American football player (born 1998)

Hunter Kampmoyer (born February 6, 1998) is an American professional football tight end. He played college football at Oregon.

==College career==
Kampmoyer was a member of the Oregon Ducks for five seasons, redshirting his true freshman season. He finished his collegiate career with 20 receptions for 224 yards and four touchdowns in 45 games played.

==Professional career==

Pre-draft measurables
| Height | Weight | Arm length | Hand span | 40-yard dash | 10-yard split | 20-yard split | 20-yard shuttle | Three-cone drill | Vertical jump | Broad jump | Bench press |
| 6 ft 4+3⁄8 in (1.94 m) | 243 lb (110 kg) | 31+3⁄8 in (0.80 m) | 9+1⁄8 in (0.23 m) | 4.83 s | 1.71 s | 2.84 s | 4.56 s | 7.28 s | 31.0 in (0.79 m) | 9 ft 5 in (2.87 m) | 21 reps |
All values from Pro Day

===Los Angeles Chargers===
Kampmoyer was signed by the Los Angeles Chargers as an undrafted free agent on May 1, 2021. He was waived during final roster cuts on August 31, 2021, but was signed to the team's practice squad the next day. Kampmoyer was elevated to the active roster on January 2, 2022, for the team's Week 17 game against the Denver Broncos and made his NFL debut in the game. He signed a reserve/future contract with the Chargers on January 11.
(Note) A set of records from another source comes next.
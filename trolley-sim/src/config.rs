//! Simulator configuration: history bound, animation timing and defaults.
use serde::{Deserialize, Serialize};
use std::time::Duration;

use crate::error::ConfigError;
use crate::history::DEFAULT_HISTORY_CAPACITY;
use crate::scenario::DeonVariant;

/// Delays between trolley animation steps, in milliseconds.
#[derive(Debug, Clone, Copy, PartialEq, Eq, Serialize, Deserialize)]
pub struct AnimationTiming {
    #[serde(default = "AnimationTiming::default_split_delay_ms")]
    pub split_delay_ms: u64,
    #[serde(default = "AnimationTiming::default_branch_travel_ms")]
    pub branch_travel_ms: u64,
}

impl AnimationTiming {
    const fn default_split_delay_ms() -> u64 {
        50
    }

    const fn default_branch_travel_ms() -> u64 {
        600
    }

    #[must_use]
    pub const fn split_delay(&self) -> Duration {
        Duration::from_millis(self.split_delay_ms)
    }

    #[must_use]
    pub const fn branch_travel(&self) -> Duration {
        Duration::from_millis(self.branch_travel_ms)
    }

    fn validate(&self) -> Result<(), ConfigError> {
        if self.branch_travel_ms < 1 {
            return Err(ConfigError::MinViolation {
                field: "animation.branch_travel_ms",
                min: 1,
                value: self.branch_travel_ms,
            });
        }
        Ok(())
    }
}

impl Default for AnimationTiming {
    fn default() -> Self {
        Self {
            split_delay_ms: Self::default_split_delay_ms(),
            branch_travel_ms: Self::default_branch_travel_ms(),
        }
    }
}

#[derive(Debug, Clone, PartialEq, Eq, Serialize, Deserialize)]
pub struct SimulatorConfig {
    #[serde(default = "SimulatorConfig::default_history_capacity")]
    pub history_capacity: usize,
    #[serde(default)]
    pub animation: AnimationTiming,
    #[serde(default)]
    pub default_deon_variant: DeonVariant,
}

impl SimulatorConfig {
    const fn default_history_capacity() -> usize {
        DEFAULT_HISTORY_CAPACITY
    }

    #[must_use]
    pub fn default_config() -> Self {
        Self::default()
    }

    /// Parse a configuration document. Missing fields take their defaults.
    ///
    /// # Errors
    ///
    /// Returns [`ConfigError::Parse`] for malformed JSON, or the first bound
    /// violation reported by [`Self::validate`].
    pub fn from_json(json: &str) -> Result<Self, ConfigError> {
        let config: Self =
            serde_json::from_str(json).map_err(|err| ConfigError::Parse(err.to_string()))?;
        config.validate()?;
        Ok(config)
    }

    /// Validate that configuration values fall within supported bounds.
    ///
    /// # Errors
    ///
    /// Returns `ConfigError` when any field violates the documented bounds.
    pub fn validate(&self) -> Result<(), ConfigError> {
        if self.history_capacity < 1 {
            return Err(ConfigError::MinViolation {
                field: "history_capacity",
                min: 1,
                value: self.history_capacity as u64,
            });
        }
        self.animation.validate()
    }
}

impl Default for SimulatorConfig {
    fn default() -> Self {
        Self {
            history_capacity: Self::default_history_capacity(),
            animation: AnimationTiming::default(),
            default_deon_variant: DeonVariant::default(),
        }
    }
}

#[cfg(test)]
mod tests {
    use super::*;

    #[test]
    fn defaults_match_documented_values() {
        let config = SimulatorConfig::default_config();
        assert_eq!(config.history_capacity, 20);
        assert_eq!(config.animation.split_delay(), Duration::from_millis(50));
        assert_eq!(config.animation.branch_travel(), Duration::from_millis(600));
        assert_eq!(config.default_deon_variant, DeonVariant::ProtectChildren);
        assert!(config.validate().is_ok());
    }

    #[test]
    fn partial_json_fills_defaults() {
        let config =
            SimulatorConfig::from_json(r#"{"history_capacity": 5, "animation": {"split_delay_ms": 0}}"#)
                .unwrap();
        assert_eq!(config.history_capacity, 5);
        assert_eq!(config.animation.split_delay_ms, 0);
        assert_eq!(config.animation.branch_travel_ms, 600);
    }

    #[test]
    fn zero_capacity_is_rejected() {
        let err = SimulatorConfig::from_json(r#"{"history_capacity": 0}"#).unwrap_err();
        assert_eq!(
            err,
            ConfigError::MinViolation {
                field: "history_capacity",
                min: 1,
                value: 0,
            }
        );
    }

    #[test]
    fn zero_branch_travel_is_rejected() {
        let mut config = SimulatorConfig::default();
        config.animation.branch_travel_ms = 0;
        assert!(matches!(
            config.validate(),
            Err(ConfigError::MinViolation {
                field: "animation.branch_travel_ms",
                ..
            })
        ));
    }

    #[test]
    fn malformed_json_is_a_parse_error() {
        assert!(matches!(
            SimulatorConfig::from_json("{not json"),
            Err(ConfigError::Parse(_))
        ));
    }
}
On August 30, 2022, Kampmoyer was waived by the Chargers and signed to the practice squad the next day. He signed a reserve/future contract with Los Angeles on January 17, 2023.

On August 29, 2023, Kampmoyer was waived by the Chargers and re-signed to the practice squad. His contract expired at the end of the season and he did not sign a reserve/future contract, thus becoming a free agent.

===Denver Broncos===
On August 2, 2024, Kampmoyer signed with the Denver Broncos. On August 27, the Broncos waived him.